Why is it then that the American Church talks like a foolish woman when it comes to failure and the sovereignty of God?

Yes, some failure clearly stems from sin and a lack of faith. We all understand this. Our problem becomes one of ALWAYS applying that standard to every case of failure we encounter. Case in point: what was Job’s sin?

We see our faulty mentality at work in the following Scripture:

As [Jesus] passed by, he saw a man blind from birth. And his disciples asked him, “Rabbi, who sinned, this man or his parents, that he was born blind?” Jesus answered, “It was not that this man sinned, or his parents, but that the works of God might be displayed in him.
—John 9:1-3 ESV

That’s God’s sovereignty at work.

The problem goes beyond merely accepting God’s sovereignty even in the midst of failure. Our response to failure either takes the form of piling on a list of things for the failure to do in order to fight against the sovereignty we supposedly uphold, or we act in another faulty way.

Consider this famous person of faith:

Jesus looked up and saw the rich putting their gifts into the offering box, and he saw a poor widow put in two small copper coins. And he said, “Truly, I tell you, this poor widow has put in more than all of them. For they all contributed out of their abundance, but she out of her poverty put in all she had to live on.”
—Luke 21:1-4 ESV

We tend to comfort ourselves by believing that people who have failed in the world’s eyes will somehow rise up out of their failure so long as they have faith and persevere. Yet I’m not certain it works that way. The poor widow who faithfully gave all she had may have been putting in all she had for a long time. We probably weren’t seeing a one-time event; she faithfully contributed not once, but every time she visited the temple. Faithfulness tends to be a pattern of life, not an isolated incident.
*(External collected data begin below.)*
// 进程内的通道中心，单节点部署使用
use std::collections::{HashMap, HashSet};

use async_trait::async_trait;
use domain::ParticipantId;
use tokio::sync::{mpsc, RwLock};

use crate::events::ServerEvent;
use crate::transport::{Channel, ConnectionId, EventStream, Transport, TransportError};

struct ConnectionEntry {
    participant: ParticipantId,
    sender: mpsc::UnboundedSender<ServerEvent>,
    channels: HashSet<String>,
}

#[derive(Default)]
struct Registry {
    connections: HashMap<ConnectionId, ConnectionEntry>,
    channels: HashMap<String, HashSet<ConnectionId>>,
}

impl Registry {
    fn drop_connection(&mut self, connection: ConnectionId) {
        let Some(entry) = self.connections.remove(&connection) else {
            return;
        };
        for key in entry.channels {
            if let Some(members) = self.channels.get_mut(&key) {
                members.remove(&connection);
                if members.is_empty() {
                    self.channels.remove(&key);
                }
            }
        }
    }
}

#[derive(Default)]
pub struct LocalTransport {
    registry: RwLock<Registry>,
}

impl LocalTransport {
    pub fn new() -> Self {
        Self::default()
    }

    /// 频道当前的订阅连接数
    pub async fn subscriber_count(&self, channel: Channel) -> usize {
        self.registry
            .read()
            .await
            .channels
            .get(&channel.key())
            .map_or(0, HashSet::len)
    }

    pub async fn connection_count(&self) -> usize {
        self.registry.read().await.connections.len()
    }
}

#[async_trait]
impl Transport for LocalTransport {
    async fn attach(&self, connection: ConnectionId, participant: ParticipantId) -> EventStream {
        let (sender, receiver) = mpsc::unbounded_channel();
        let mut registry = self.registry.write().await;
        registry.drop_connection(connection);
        registry.connections.insert(
            connection,
            ConnectionEntry {
                participant,
                sender,
                channels: HashSet::new(),
            },
        );
        receiver
    }

    async fn subscribe(&self, connection: ConnectionId, channel: Channel) -> bool {
        let key = channel.key();
        let mut registry = self.registry.write().await;
        let Some(entry) = registry.connections.get_mut(&connection) else {
            return false;
        };
        if !entry.channels.insert(key.clone()) {
            return false;
        }
        registry.channels.entry(key).or_default().insert(connection);
        true
    }

    async fn unsubscribe(&self, connection: ConnectionId, channel: Channel) -> bool {
        let key = channel.key();
        let mut registry = self.registry.write().await;
        let removed = registry
            .connections
            .get_mut(&connection)
            .is_some_and(|entry| entry.channels.remove(&key));
        if let Some(members) = registry.channels.get_mut(&key) {
            members.remove(&connection);
            if members.is_empty() {
                registry.channels.remove(&key);
            }
        }
        removed
    }

    async fn detach(&self, connection: ConnectionId) {
        self.registry.write().await.drop_connection(connection);
    }

    async fn publish(
        &self,
        channel: Channel,
        event: &ServerEvent,
        exclude: &[ParticipantId],
    ) -> Result<usize, TransportError> {
        let key = channel.key();
        let registry = self.registry.read().await;
        let Some(members) = registry.channels.get(&key) else {
            return Ok(0);
        };

        let mut delivered = 0;
        for connection in members {
            let Some(entry) = registry.connections.get(connection) else {
                continue;
            };
            if exclude.contains(&entry.participant) {
                continue;
            }
            // 接收端已关闭说明连接正在断开，丢弃即可
            if entry.sender.send(event.clone()).is_ok() {
                delivered += 1;
            } else {
                tracing::debug!(channel = %key, connection = %connection, "连接已关闭，丢弃推送");
            }
        }
        Ok(delivered)
    }

    async fn send_to(
        &self,
        connection: ConnectionId,
        event: ServerEvent,
    ) -> Result<(), TransportError> {
        let registry = self.registry.read().await;
        let entry = registry
            .connections
            .get(&connection)
            .ok_or(TransportError::UnknownConnection(connection))?;
        entry
            .sender
            .send(event)
            .map_err(|err| TransportError::Delivery {
                channel: format!("connection:{connection}"),
                message: err.to_string(),
            })
    }
}

#[cfg(test)]
mod tests {
    use super::*;
    use domain::{GuestId, RoomId, UserId};
    use uuid::Uuid;

    fn member() -> ParticipantId {
        ParticipantId::Member(UserId::from(Uuid::new_v4()))
    }

    fn pong() -> ServerEvent {
        ServerEvent::Pong
    }

    #[tokio::test]
    async fn publish_reaches_subscribers_except_excluded() {
        let transport = LocalTransport::new();
        let room = Channel::Room(RoomId::from(Uuid::new_v4()));
        let (a, b) = (member(), ParticipantId::Guest(GuestId::generate()));
        let (ca, cb) = (ConnectionId::new(), ConnectionId::new());

        let mut stream_a = transport.attach(ca, a.clone()).await;
        let mut stream_b = transport.attach(cb, b.clone()).await;
        assert!(transport.subscribe(ca, room).await);
        assert!(transport.subscribe(cb, room).await);
        assert!(!transport.subscribe(cb, room).await);

        let delivered = transport.publish(room, &pong(), &[a]).await.unwrap();
        assert_eq!(delivered, 1);
        assert_eq!(stream_b.recv().await, Some(ServerEvent::Pong));
        assert!(stream_a.try_recv().is_err());
    }

    #[tokio::test]
    async fn detach_releases_subscriptions() {
        let transport = LocalTransport::new();
        let room = Channel::Room(RoomId::from(Uuid::new_v4()));
        let connection = ConnectionId::new();
        let _stream = transport.attach(connection, member()).await;
        transport.subscribe(connection, room).await;
        assert_eq!(transport.subscriber_count(room).await, 1);

        transport.detach(connection).await;
        assert_eq!(transport.subscriber_count(room).await, 0);
        assert_eq!(transport.connection_count().await, 0);
        assert!(!transport.subscribe(connection, room).await);
        assert_eq!(transport.publish(room, &pong(), &[]).await.unwrap(), 0);
    }

    #[tokio::test]
    async fn send_to_replies_on_the_connection_stream() {
        let transport = LocalTransport::new();
        let room = Channel::Room(RoomId::from(Uuid::new_v4()));
        let connection = ConnectionId::new();
        let mut stream = transport.attach(connection, member()).await;
        transport.subscribe(connection, room).await;

        let left = ServerEvent::RoomLeft {
            room_id: RoomId::from(Uuid::nil()),
        };
        transport.publish(room, &pong(), &[]).await.unwrap();
        transport.send_to(connection, left).await.unwrap();
        assert_eq!(stream.recv().await, Some(ServerEvent::Pong));
        assert!(matches!(stream.recv().await, Some(ServerEvent::RoomLeft { .. })));

        transport.detach(connection).await;
        assert!(matches!(
            transport.send_to(connection, pong()).await,
            Err(TransportError::UnknownConnection(_))
        ));
    }

    #[tokio::test]
    async fn dropped_receiver_is_skipped() {
        let transport = LocalTransport::new();
        let channel = Channel::User(UserId::from(Uuid::new_v4()));
        let (c1, c2) = (ConnectionId::new(), ConnectionId::new());
        let stream = transport.attach(c1, member()).await;
        let mut alive = transport.attach(c2, member()).await;
        transport.subscribe(c1, channel).await;
        transport.subscribe(c2, channel).await;
        drop(stream);

        assert_eq!(transport.publish(channel, &pong(), &[]).await.unwrap(), 1);
        assert_eq!(alive.recv().await, Some(ServerEvent::Pong));
    }
}
//! 领域模型错误定义

use thiserror::Error;

/// 领域规则被违反时返回的错误。
#[derive(Error, Debug, Clone, PartialEq, Eq)]
pub enum DomainError {
    /// 输入格式不合法（可由用户修正）
    #[error("invalid argument {field}: {reason}")]
    InvalidArgument { field: &'static str, reason: String },

    /// 房间人数已达上限（成员 + 访客）
    #[error("room is full")]
    RoomFull,

    /// 用户已经是房间成员
    #[error("user is already a member of this room")]
    AlreadyMember,

    /// 房间受密码保护但未提供密码
    #[error("password is required to join this room")]
    PasswordRequired,

    /// 房间密码错误
    #[error("invalid room password")]
    InvalidPassword,
}

impl DomainError {
    pub fn invalid_argument(field: &'static str, reason: impl Into<String>) -> Self {
        Self::InvalidArgument {
            field,
            reason: reason.into(),
        }
    }
}

/// 领域模型结果类型
pub type DomainResult<T> = Result<T, DomainError>;

/// 文档存储返回的错误。
#[derive(Error, Debug, Clone, PartialEq, Eq)]
pub enum RepositoryError {
    #[error("document not found")]
    NotFound,
    /// 乐观并发写入时版本号不匹配
    #[error("document version conflict")]
    Conflict,
    #[error("storage error: {message}")]
    Storage { message: String },
}

impl RepositoryError {
    pub fn storage(message: impl Into<String>) -> Self {
        Self::Storage {
            message: message.into(),
        }
    }
}
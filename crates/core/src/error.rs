//! Error types for the conversion pass.

use std::path::PathBuf;

use thiserror::Error;

/// Errors that abort a conversion or formatting pass.
///
/// Decoding generated lines never produces one of these; see
/// [`crate::parser::ParseMiss`] for the non-fatal parse outcomes.
#[derive(Debug, Error)]
pub enum FlattenError {
    #[error("failed to read or write {path:?}: {source}")]
    Io {
        path: PathBuf,
        #[source]
        source: std::io::Error,
    },

    #[error("malformed JSON in {path:?}: {source}")]
    Json {
        path: PathBuf,
        #[source]
        source: serde_json::Error,
    },

    #[error("invalid configuration: {0}")]
    Config(String),

    #[error("dialogue {dialogue_idx} turn {turn_id} has no system transcript but targets were requested")]
    MissingResponse { dialogue_idx: String, turn_id: usize },

    #[error("dialogue {dialogue_idx} turn {turn_id} has no system annotation to draw multimodal objects from")]
    MissingSystemAnnotation { dialogue_idx: String, turn_id: usize },

    #[error("no retrieval candidates for dialogue {dialogue_idx} turn {turn_id}")]
    MissingRetrievalCandidates { dialogue_idx: String, turn_id: usize },

    #[error("no retrieval pool for domain '{0}'")]
    MissingRetrievalPool(String),

    #[error("candidate index {index} out of range for domain '{domain}' (pool size {pool_size})")]
    CandidateOutOfRange {
        domain: String,
        index: usize,
        pool_size: usize,
    },

    #[error("dialogue {dialogue_idx} turn {turn_id} lists {actual} retrieval candidates, expected {expected}")]
    CandidateCountMismatch {
        dialogue_idx: String,
        turn_id: usize,
        expected: usize,
        actual: usize,
    },

    #[error("#turns do not match: got {actual} scores, expected {expected}")]
    ScoreCountMismatch { expected: usize, actual: usize },

    #[error("line {line}: cannot parse retrieval score '{value}'")]
    InvalidScore { line: usize, value: String },

    #[error("line {line}: input contexts do not match")]
    ContextMismatch { line: usize },
}

pub type Result<T> = std::result::Result<T, FlattenError>;

impl FlattenError {
    pub(crate) fn io(path: impl Into<PathBuf>, source: std::io::Error) -> Self {
        Self::Io {
            path: path.into(),
            source,
        }
    }

    pub(crate) fn json(path: impl Into<PathBuf>, source: serde_json::Error) -> Self {
        Self::Json {
            path: path.into(),
            source,
        }
    }
}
Yet by all standards of Jesus’ day (and ours), that woman was a failure. No husband. No money. Failure. And we’re not given any assurances from the Luke passage that her condition changed immediately after her contribution. (We can only hope that she became a believer and was cared for by the early Church.)

The poor wise man in the Ecclesiastes passage that begins this post fell back into obscurity after rendering his faithful deed. He got his pat on the back and that was it. One day lauded by the city, and the next forgotten by everyone. Success for a moment, but a failure otherwise.
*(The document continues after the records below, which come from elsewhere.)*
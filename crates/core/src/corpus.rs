//! Corpus and retrieval-candidate JSON models.

use std::collections::HashMap;
use std::fmt;
use std::fs::File;
use std::io::BufReader;
use std::path::Path;

use serde::de::DeserializeOwned;
use serde::{Deserialize, Serialize};

use crate::belief::BeliefFrame;
use crate::error::{FlattenError, Result};

/// Opaque dialogue identifier; corpora use either integers or strings.
#[derive(Debug, Clone, PartialEq, Eq, Hash, Serialize, Deserialize)]
#[serde(untagged)]
pub enum DialogueId {
    Int(i64),
    Str(String),
}

impl fmt::Display for DialogueId {
    fn fmt(&self, f: &mut fmt::Formatter<'_>) -> fmt::Result {
        match self {
            DialogueId::Int(i) => write!(f, "{}", i),
            DialogueId::Str(s) => f.write_str(s),
        }
    }
}

/// A single user/assistant exchange.
#[derive(Debug, Clone, Default, PartialEq, Deserialize)]
pub struct DialogueTurn {
    #[serde(default)]
    pub transcript: String,
    /// Absent on the final turn of held-out splits.
    #[serde(default)]
    pub system_transcript: Option<String>,
    /// User-side belief state.
    #[serde(default)]
    pub transcript_annotated: Option<BeliefFrame>,
    /// System-side annotation; its objects feed the next turn's context.
    #[serde(default)]
    pub system_transcript_annotated: Option<BeliefFrame>,
}

#[derive(Debug, Clone, PartialEq, Deserialize)]
pub struct Dialogue {
    pub dialogue_idx: DialogueId,
    pub domain: String,
    pub dialogue: Vec<DialogueTurn>,
}

/// Top-level corpus file.
#[derive(Debug, Clone, PartialEq, Deserialize)]
pub struct Corpus {
    pub dialogue_data: Vec<Dialogue>,
}

impl Corpus {
    pub fn load(path: &Path) -> Result<Self> {
        read_json(path)
    }

    pub fn num_turns(&self) -> usize {
        self.dialogue_data.iter().map(|d| d.dialogue.len()).sum()
    }
}

/// Candidate indices for one turn.
#[derive(Debug, Clone, PartialEq, Eq, Deserialize)]
pub struct TurnCandidates {
    pub turn_id: usize,
    pub retrieval_candidates: Vec<usize>,
}

#[derive(Debug, Clone, PartialEq, Eq, Deserialize)]
pub struct DialogueCandidates {
    pub dialogue_idx: DialogueId,
    pub retrieval_candidates: Vec<TurnCandidates>,
}

/// Retrieval-candidate file: per-domain response pools plus per-turn indices.
#[derive(Debug, Clone, PartialEq, Eq, Deserialize)]
pub struct RetrievalCandidates {
    pub system_transcript_pool: HashMap<String, Vec<String>>,
    pub retrieval_candidates: Vec<DialogueCandidates>,
}

impl RetrievalCandidates {
    pub fn load(path: &Path) -> Result<Self> {
        read_json(path)
    }
}

/// Read and deserialize a JSON file, attaching the path to any failure.
pub fn read_json<T: DeserializeOwned>(path: &Path) -> Result<T> {
    let file = File::open(path).map_err(|e| FlattenError::io(path, e))?;
    serde_json::from_reader(BufReader::new(file)).map_err(|e| FlattenError::json(path, e))
}
//! Dialogue-history windowing.
//!
//! Each turn contributes one fragment, `System : ... User : ...`, and the
//! context for a turn is the space-joined tail of the fragment history. The
//! history is threaded through a dialogue as a plain value so no turn can see
//! state it was not handed.

use crate::corpus::Dialogue;
use crate::error::{FlattenError, Result};
use crate::helpers::{clean_utterance, comma_join};
use crate::{END_OF_MULTIMODAL_CONTEXTS, START_OF_MULTIMODAL_CONTEXTS};

/// Format object ids as a multimodal reference: `<SOM> 1, 2 <EOM>`.
pub fn represent_visual_objects(object_ids: &[i64]) -> String {
    format!(
        "{} {} {}",
        START_OF_MULTIMODAL_CONTEXTS,
        comma_join(object_ids),
        END_OF_MULTIMODAL_CONTEXTS
    )
}

/// Build the fragment a single turn adds to the history.
///
/// The system half is dropped when there is no (or an empty) previous
/// assistant utterance; `prev_objects` is only rendered alongside it.
pub fn turn_fragment(
    prev_assistant: Option<&str>,
    prev_objects: Option<&[i64]>,
    user_utterance: &str,
) -> String {
    let mut fragment = String::new();
    if let Some(prev) = prev_assistant.filter(|p| !p.is_empty()) {
        fragment.push_str(&format!("System : {} ", prev));
        if let Some(objects) = prev_objects {
            fragment.push_str(&represent_visual_objects(objects));
            fragment.push(' ');
        }
    }
    fragment.push_str(&format!("User : {}", user_utterance));
    fragment
}

/// Ordered fragments seen so far in one dialogue.
#[derive(Debug, Clone, Default, PartialEq, Eq)]
pub struct ContextHistory {
    fragments: Vec<String>,
}

impl ContextHistory {
    pub fn new() -> Self {
        Self::default()
    }

    /// Return the history extended by `fragment`.
    pub fn advance(mut self, fragment: String) -> Self {
        self.fragments.push(fragment);
        self
    }

    /// Space-join the last `len_context` fragments, oldest first.
    pub fn window(&self, len_context: usize) -> String {
        let start = self.fragments.len().saturating_sub(len_context);
        self.fragments[start..].join(" ")
    }

    pub fn len(&self) -> usize {
        self.fragments.len()
    }

    pub fn is_empty(&self) -> bool {
        self.fragments.is_empty()
    }
}

/// Compute the context string of every turn in a dialogue, in turn order.
///
/// With `use_multimodal_contexts` the objects of the previous turn's
/// system-side annotation are inserted after its assistant utterance; a
/// previous turn without that annotation is a corpus error.
pub fn dialogue_contexts(
    dialog: &Dialogue,
    len_context: usize,
    use_multimodal_contexts: bool,
) -> Result<Vec<String>> {
    let mut contexts = Vec::with_capacity(dialog.dialogue.len());
    let mut history = ContextHistory::new();

    for (turn_id, turn) in dialog.dialogue.iter().enumerate() {
        let user = clean_utterance(&turn.transcript);
        let prev = turn_id.checked_sub(1).map(|i| &dialog.dialogue[i]);
        let prev_assistant = prev.map(|p| clean_utterance(p.system_transcript.as_deref().unwrap_or("")));

        let prev_objects = match prev {
            Some(p) if use_multimodal_contexts && prev_assistant.as_deref().is_some_and(|a| !a.is_empty()) => {
                let annotation = p.system_transcript_annotated.as_ref().ok_or_else(|| {
                    FlattenError::MissingSystemAnnotation {
                        dialogue_idx: dialog.dialogue_idx.to_string(),
                        turn_id: turn_id - 1,
                    }
                })?;
                Some(annotation.objects.as_slice())
            }
            _ => None,
        };

        history = history.advance(turn_fragment(prev_assistant.as_deref(), prev_objects, &user));
        contexts.push(history.window(len_context));
    }

    Ok(contexts)
}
Notice that many of my failure examples so far in this post have dealt with money. In America, success equates to money. Sadly, the American Church has bought this lie. As a result, our standard for spiritual success and maturity automatically means passing the wealth test.

Too accusatory? Well, consider this. Your church is looking for new elders. Which of these two 40-year old men has a better chance of becoming an elder, the self-made man who runs his own company OR the fellow who works the night shift as a convenience store clerk? In the split second (Blink!) you thought about that pair, did class distinction enter into your assessment? Has anything been said about the spiritual maturity of those men? Don’t we assume that one is more spiritually mature simply because he runs a successful business, while the other only makes $8/hr.?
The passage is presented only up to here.